The deposits of migrating, aggrading bedforms indicative of supercritical sediment gravity flow conditions (supercritical dunes, antidunes, and cyclic steps) have been recognized in submarine fan and fan delta successions in the Ainsa, Ebro, and Tabernas basins in Spain. These outcrops preserve strata that were deposited in tectonically-active settings, with accommodation strongly influenced by active structures and sediment supply fed by nearby high-relief source areas. These basins preserve examples of connected, time-equivalent depositional systems that can be traced, in a source-to-sink manner, from fluvial/alluvial to marginal-marine/deltaic to slope channel and finally deepwater lobe settings. Morphodynamic successions (sets of genetically-related strata that record the evolution of flow conditions deduced from these units) in mouth-bar, delta front, clinoform gully, and perched and terminal lobe depositional settings contain lamina, lamina set, and bed geometry and morphology that are interpreted to be the result of bedform configurations formed under stable and evolving supercritical sediment gravity flow conditions. These features include decimeter-scale sigmoid-like, humpback trough crossbedding, decimeter- to meter-scale asymptotic and downlapping upstream-dipping foresets, brinkpoint and topset preservation, grain and outsized clast imbrication, and associated scour and fluidization structures.
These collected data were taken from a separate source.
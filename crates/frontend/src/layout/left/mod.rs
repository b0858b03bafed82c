pub mod sidebar;

pub use sidebar::SidebarToggle;
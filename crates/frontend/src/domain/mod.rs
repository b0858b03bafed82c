pub mod supplier_modal;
Sigmoid-like humpback crossbedding is interpreted to have formed by the migration of dunes. Upstream-dipping asymptotic foreset strata are interpreted to have formed by upstream migrating, long-wavelength antidunes, while upstream-dipping, downlapping foreset strata are interpreted to have formed by upstream-moving traction carpets encroaching into the scour pit of an upstream-migrating cyclic step. Brinkpoint and topset strata preservation is related to bedform climb angle, and the ratio of apparent downstream migration to bed aggradation rate. Grain and clast fabric, including fluidization features, reflect local flow conditions on the lee and foreset sides of cross lamina and bed sets. These features have been replicated in flume experiments in order to document the flow conditions responsible for their formation and bed phase.